Qualifiers Bara (No. 170), and Schoofs (No. 162 and turning 31 next month), are in that range.

The rankings don’t lie.  

But the big issue with handling the serve came down to how they reacted to it.

The modern generation of female tennis players simply doesn’t face much but hard-hit hots from the baseline, in all the hours they practice.

They do take a few slower, short rally balls and try to hit winners. But this isn’t the same thing.

Schoofs’ reactions were not atypical. She eventually figured out that she had to stand way in to take on the underhand serves. But then, she scrambled back to the baseline and tried to continue the point from there.

If the return wasn’t good enough, and Errani hit a good second shot, it was Schoofs who was then on the defensive.

It happened time and time again.

On a macro scale, a general inability to attack inadequate, short second serves is a marking characteristic of the women’s game the last few years.

Angelique Kerber has won three majors with an awful second serve. Jelena Ostapenko (who had double-faulting woes of her own in exiting Bogotá in the first round), won a French Open with it.

The women – there are exceptions, obviously – would rather hit a safe return on that slow ball than move into the part of the court they need to be in, to punish it the way it deserves. Because that’s no (wo)man’s land for them.

It takes them out of their limited comfort zone at the baseline. And for the most part, their transition games to the net aren’t up to the task.

Is it a career-ender?

Currently ranked No. 243, Errani has come back twice from a doping suspension served in two parts.

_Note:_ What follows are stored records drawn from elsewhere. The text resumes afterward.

use chrono::{Months, NaiveDate};
use log::{debug, warn};
use rust_decimal::Decimal;
use rust_decimal_macros::dec;
use serde::{Deserialize, Serialize};
use std::time::Instant;

use crate::error::FinanceError;
use crate::time_value::{level_payment, MAX_HORIZON_YEARS};
use crate::types::{with_metadata, ComputationOutput, Money, Rate};
use crate::FinanceResult;

// ---------------------------------------------------------------------------
// Types
// ---------------------------------------------------------------------------

/// Terms of a fixed-rate, level-payment loan.
#[derive(Debug, Clone, Serialize, Deserialize)]
pub struct LoanTerms {
    pub principal: Money,
    pub annual_rate: Rate,
    pub term_years: u32,
    /// Prepayment applied to principal on top of every scheduled payment.
    #[serde(default)]
    pub extra_monthly_payment: Money,
    /// Date of the first payment. Later payments fall on the same day of
    /// each following month.
    #[serde(default, skip_serializing_if = "Option::is_none")]
    pub start_date: Option<NaiveDate>,
}

impl LoanTerms {
    pub fn new(principal: Money, annual_rate: Rate, term_years: u32) -> Self {
        LoanTerms {
            principal,
            annual_rate,
            term_years,
            extra_monthly_payment: Decimal::ZERO,
            start_date: None,
        }
    }

    pub fn monthly_rate(&self) -> Rate {
        self.annual_rate / dec!(12)
    }

    pub fn total_payments(&self) -> u32 {
        self.term_years.saturating_mul(12)
    }

    pub fn validate(&self) -> FinanceResult<()> {
        if self.principal <= Decimal::ZERO {
            return Err(FinanceError::invalid("principal", "principal must be > 0"));
        }
        if self.term_years == 0 {
            return Err(FinanceError::invalid("term_years", "term_years must be > 0"));
        }
        if self.term_years > MAX_HORIZON_YEARS {
            return Err(FinanceError::invalid(
                "term_years",
                format!("term_years cannot exceed {MAX_HORIZON_YEARS}"),
            ));
        }
        if self.annual_rate <= dec!(-1) {
            return Err(FinanceError::invalid(
                "annual_rate",
                "annual_rate must be greater than -100%",
            ));
        }
        if self.extra_monthly_payment < Decimal::ZERO {
            return Err(FinanceError::invalid(
                "extra_monthly_payment",
                "extra_monthly_payment must be >= 0",
            ));
        }
        Ok(())
    }
}

/// One row of the amortization table.
#[derive(Debug, Clone, PartialEq, Serialize, Deserialize)]
pub struct AmortizationEntry {
    pub month: u32,
    #[serde(skip_serializing_if = "Option::is_none")]
    pub payment_date: Option<NaiveDate>,
    pub payment: Money,
    pub principal_portion: Money,
    pub interest_portion: Money,
    pub remaining_balance: Money,
}

/// Per-loan-year roll-up of the schedule, used for charting.
#[derive(Debug, Clone, PartialEq, Serialize, Deserialize)]
pub struct LoanYearSummary {
    pub year: u32,
    pub principal_paid: Money,
    pub interest_paid: Money,
    pub ending_balance: Money,
}

#[derive(Debug, Clone, Serialize, Deserialize)]
pub struct AmortizationSchedule {
    /// Scheduled level payment, excluding any prepayment.
    pub monthly_payment: Money,
    pub total_payments: u32,
    pub entries: Vec<AmortizationEntry>,
    pub total_paid: Money,
    pub total_interest: Money,
    pub total_principal: Money,
    pub payoff_months: u32,
    #[serde(skip_serializing_if = "Option::is_none")]
    pub payoff_date: Option<NaiveDate>,
    /// Interest avoided relative to paying only the level payment.
    pub interest_saved: Money,
    pub yearly_summary: Vec<LoanYearSummary>,
}

// ---------------------------------------------------------------------------
// Helpers
// ---------------------------------------------------------------------------

fn payment_date(start: Option<NaiveDate>, month: u32) -> FinanceResult<Option<NaiveDate>> {
    match start {
        None => Ok(None),
        Some(d) => d
            .checked_add_months(Months::new(month - 1))
            .map(Some)
            .ok_or_else(|| {
                FinanceError::DateError(format!("payment date for month {month} out of range"))
            }),
    }
}

fn summarise_by_year(entries: &[AmortizationEntry]) -> Vec<LoanYearSummary> {
    let mut summary: Vec<LoanYearSummary> = Vec::new();
    for entry in entries {
        let year = (entry.month - 1) / 12 + 1;
        match summary.last_mut() {
            Some(row) if row.year == year => {
                row.principal_paid += entry.principal_portion;
                row.interest_paid += entry.interest_portion;
                row.ending_balance = entry.remaining_balance;
            }
            _ => summary.push(LoanYearSummary {
                year,
                principal_paid: entry.principal_portion,
                interest_paid: entry.interest_portion,
                ending_balance: entry.remaining_balance,
            }),
        }
    }
    summary
}

// ---------------------------------------------------------------------------
// Core function
// ---------------------------------------------------------------------------

/// Build the month-by-month amortization table for a level-payment loan.
///
/// The last entry retires whatever balance is left, so the final
/// `remaining_balance` is exactly zero and the principal portions sum to the
/// amount borrowed.
pub fn generate_amortization_schedule(
    terms: &LoanTerms,
) -> FinanceResult<ComputationOutput<AmortizationSchedule>> {
    let start = Instant::now();
    let mut warnings: Vec<String> = Vec::new();

    terms.validate()?;

    let r = terms.monthly_rate();
    let n = terms.total_payments();
    let payment = level_payment(terms.principal, r, n)?;
    let extra = terms.extra_monthly_payment;

    if terms.annual_rate < Decimal::ZERO {
        warn!("amortizing at negative rate {}", terms.annual_rate);
        warnings.push("Negative interest rate: interest portions are credits".into());
    }

    let mut entries: Vec<AmortizationEntry> = Vec::with_capacity(n as usize);
    let mut balance = terms.principal;
    let mut total_interest = Decimal::ZERO;

    for month in 1..=n {
        if balance <= Decimal::ZERO {
            break;
        }
        let overflow = || FinanceError::overflow(format!("amortization month {month}"));

        let interest = balance.checked_mul(r).ok_or_else(overflow)?;
        let mut principal_portion = (payment - interest)
            .checked_add(extra)
            .ok_or_else(overflow)?;

        if month == n || principal_portion >= balance {
            if month == n && extra.is_zero() {
                debug!(
                    "final payment absorbs residual of {}",
                    balance - principal_portion
                );
            }
            principal_portion = balance;
        }

        balance -= principal_portion;
        total_interest = total_interest.checked_add(interest).ok_or_else(overflow)?;

        entries.push(AmortizationEntry {
            month,
            payment_date: payment_date(terms.start_date, month)?,
            payment: principal_portion.checked_add(interest).ok_or_else(overflow)?,
            principal_portion,
            interest_portion: interest,
            remaining_balance: balance,
        });
    }

    let payoff_months = entries.len() as u32;
    let payoff_date = entries.last().and_then(|e| e.payment_date);
    let total_principal: Money = entries.iter().map(|e| e.principal_portion).sum();
    let total_paid = total_principal
        .checked_add(total_interest)
        .ok_or_else(|| FinanceError::overflow("amortization total paid"))?;

    let interest_saved = if extra.is_zero() {
        Decimal::ZERO
    } else {
        let baseline_interest = payment
            .checked_mul(Decimal::from(n))
            .ok_or_else(|| FinanceError::overflow("baseline interest"))?
            - terms.principal;
        warnings.push(format!(
            "Extra payments of {extra}/month retire the loan in {payoff_months} months instead of {n}"
        ));
        baseline_interest - total_interest
    };

    debug!(
        "amortization: principal {} over {} months at {} -> payment {}",
        terms.principal, n, terms.annual_rate, payment
    );

    let yearly_summary = summarise_by_year(&entries);

    let output = AmortizationSchedule {
        monthly_payment: payment,
        total_payments: n,
        entries,
        total_paid,
        total_interest,
        total_principal,
        payoff_months,
        payoff_date,
        interest_saved,
        yearly_summary,
    };

    Ok(with_metadata(
        "Level-payment amortization (monthly compounding)",
        terms,
        warnings,
        start,
        output,
    ))
}

// ---------------------------------------------------------------------------
// Tests
// ---------------------------------------------------------------------------

#[cfg(test)]
mod tests {
    use super::*;
    use rust_decimal_macros::dec;

    fn car_loan() -> LoanTerms {
        LoanTerms::new(dec!(25_000), dec!(0.075), 5)
    }

    #[test]
    fn test_terms_derived_values() {
        let terms = car_loan();
        assert_eq!(terms.monthly_rate(), dec!(0.00625));
        assert_eq!(terms.total_payments(), 60);
    }

    #[test]
    fn test_car_loan_worked_example() {
        let result = generate_amortization_schedule(&car_loan()).unwrap();
        let sched = &result.result;

        assert_eq!(sched.entries.len(), 60);
        assert_eq!(sched.monthly_payment.round_dp(2), dec!(500.95));
        assert!((sched.monthly_payment - dec!(500.76)).abs() < dec!(0.25));
        assert_eq!(sched.entries.last().unwrap().remaining_balance, Decimal::ZERO);
    }

    #[test]
    fn test_principal_portions_sum_to_principal() {
        for (p, rate, years) in [
            (dec!(25_000), dec!(0.075), 5u32),
            (dec!(350_000), dec!(0.0625), 30),
            (dec!(1_234.56), dec!(0.199), 2),
        ] {
            let sched = generate_amortization_schedule(&LoanTerms::new(p, rate, years))
                .unwrap()
                .result;
            let sum: Decimal = sched.entries.iter().map(|e| e.principal_portion).sum();
            assert!((sum - p).abs() < dec!(0.000001), "sum {sum} vs {p}");
        }
    }

    #[test]
    fn test_each_entry_splits_payment() {
        let sched = generate_amortization_schedule(&car_loan()).unwrap().result;
        for e in &sched.entries {
            assert_eq!(e.principal_portion + e.interest_portion, e.payment);
        }
        // Every payment but the last is the level payment
        for e in &sched.entries[..59] {
            assert!((e.payment - sched.monthly_payment).abs() < dec!(0.0000000001));
        }
        let last = sched.entries.last().unwrap();
        assert!((last.payment - sched.monthly_payment).abs() < dec!(0.01));
    }

    #[test]
    fn test_balance_decreases_monotonically() {
        let sched = generate_amortization_schedule(&car_loan()).unwrap().result;
        let mut prev = dec!(25_000);
        for e in &sched.entries {
            assert!(e.remaining_balance < prev);
            prev = e.remaining_balance;
        }
    }

    #[test]
    fn test_zero_rate_loan() {
        let terms = LoanTerms::new(dec!(12_000), Decimal::ZERO, 3);
        let sched = generate_amortization_schedule(&terms).unwrap().result;

        assert_eq!(sched.monthly_payment, dec!(12_000) / dec!(36));
        assert_eq!(sched.entries.len(), 36);
        assert!(sched.entries.iter().all(|e| e.interest_portion.is_zero()));
        assert_eq!(sched.total_interest, Decimal::ZERO);
    }

    #[test]
    fn test_extra_payment_shortens_loan() {
        let mut terms = LoanTerms::new(dec!(200_000), dec!(0.06), 30);
        terms.extra_monthly_payment = dec!(200);
        let result = generate_amortization_schedule(&terms).unwrap();
        let sched = &result.result;

        assert!(sched.payoff_months < 360);
        assert!(sched.interest_saved > Decimal::ZERO);
        assert_eq!(sched.entries.last().unwrap().remaining_balance, Decimal::ZERO);
        assert!(result.has_warnings());
    }

    #[test]
    fn test_payment_dates_follow_calendar_months() {
        let mut terms = LoanTerms::new(dec!(10_000), dec!(0.05), 1);
        terms.start_date = NaiveDate::from_ymd_opt(2024, 1, 31);
        let sched = generate_amortization_schedule(&terms).unwrap().result;

        assert_eq!(sched.entries[0].payment_date, NaiveDate::from_ymd_opt(2024, 1, 31));
        // chrono clamps to the last day of shorter months
        assert_eq!(sched.entries[1].payment_date, NaiveDate::from_ymd_opt(2024, 2, 29));
        assert_eq!(sched.payoff_date, NaiveDate::from_ymd_opt(2024, 12, 31));
    }

    #[test]
    fn test_yearly_summary_rolls_up_entries() {
        let sched = generate_amortization_schedule(&car_loan()).unwrap().result;
        assert_eq!(sched.yearly_summary.len(), 5);
        let principal: Decimal = sched.yearly_summary.iter().map(|y| y.principal_paid).sum();
        assert!((principal - dec!(25_000)).abs() < dec!(0.000001));
        assert_eq!(sched.yearly_summary[4].ending_balance, Decimal::ZERO);
        assert_eq!(sched.yearly_summary[0].ending_balance, sched.entries[11].remaining_balance);
    }

    #[test]
    fn test_invalid_principal_rejected() {
        let terms = LoanTerms::new(Decimal::ZERO, dec!(0.05), 5);
        assert!(generate_amortization_schedule(&terms).is_err());
    }

    #[test]
    fn test_invalid_term_rejected() {
        let terms = LoanTerms::new(dec!(1_000), dec!(0.05), 0);
        let err = generate_amortization_schedule(&terms).unwrap_err();
        assert!(err.to_string().contains("term_years"));
    }

    #[test]
    fn test_term_beyond_limit_rejected() {
        for years in [101, 100_000_000, u32::MAX] {
            let terms = LoanTerms::new(dec!(1_000), dec!(0.05), years);
            let err = generate_amortization_schedule(&terms).unwrap_err();
            assert!(err.to_string().contains("term_years"), "{years}: {err}");
        }
        assert_eq!(LoanTerms::new(dec!(1_000), dec!(0.05), u32::MAX).total_payments(), u32::MAX);
    }

    #[test]
    fn test_century_loan_at_high_rate_still_amortizes() {
        let terms = LoanTerms::new(dec!(100_000), dec!(0.30), 100);
        let sched = generate_amortization_schedule(&terms).unwrap().result;
        assert_eq!(sched.entries.len(), 1_200);
        assert!((sched.monthly_payment - dec!(2_500)).abs() < dec!(0.01));
        assert_eq!(sched.entries.last().unwrap().remaining_balance, Decimal::ZERO);
    }

    #[test]
    fn test_runaway_rate_is_an_error() {
        // 1000% a month: the annuity factor leaves the decimal range
        let terms = LoanTerms::new(dec!(100_000), dec!(120), 40);
        let err = generate_amortization_schedule(&terms).unwrap_err();
        assert!(matches!(err, FinanceError::Overflow { .. }), "got {err}");
    }
}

The first time, with a shorter absence, she managed to get back to No. 72 last summer.

This second go-round is proving much more challenging.

So far, in 11 matches back, Errani has 139 double faults – 94 in her last six.

You could ask, ‘If she had all that time off, why didn’t she come back to the Tour with a much-improved serve?”  

It’s a valid question. Because it was never good. But perhaps she did give it a valiant try. And the fact that her serve was embedded so deep into her muscle memory, for so many years, made it impossible. You could even theorize that it might have led to her current woes.

Hopefully someone in the media in Bogotá has or will ask her.

(Tennis.Life spoke to her at the Indian Wells Challenger. And we wanted to ask her if she had worked on her serve during the suspension. But she graciously agreed to talk after a loss. So it was most definitely NOT the right time).

Errani practiced the (regular) serve quite a bit at Indian Wells, through the Challenger and then into the main event. 

The Italian had her challenges here and there, but it didn’t look anything as bad as it has this week in Bogotá.

The technique on her delivery in practice was a lot smoother than it has been this week, when a noticeable hitch occurs after her abbreviated takeback.

One thing’s for sure. If she doesn’t figure out a way to resolve it, she won’t last long.

But if there’s anything she’s proven this week, it’s that she’s one tough cookie.

(Update: Errani fell to Sharma 6-1, 7-5 in a laudable effort in the quarters Friday. Eight double faults. But the difference was that her opponent, even though she did have break points against her serve, did a super job taking care of those.

Errani will still move up some 35 spots to just outside the top 200, all but assuring herself a spot in the French Open qualifying. And it will give her a boost of confidence heading into Fed Cup next weekend).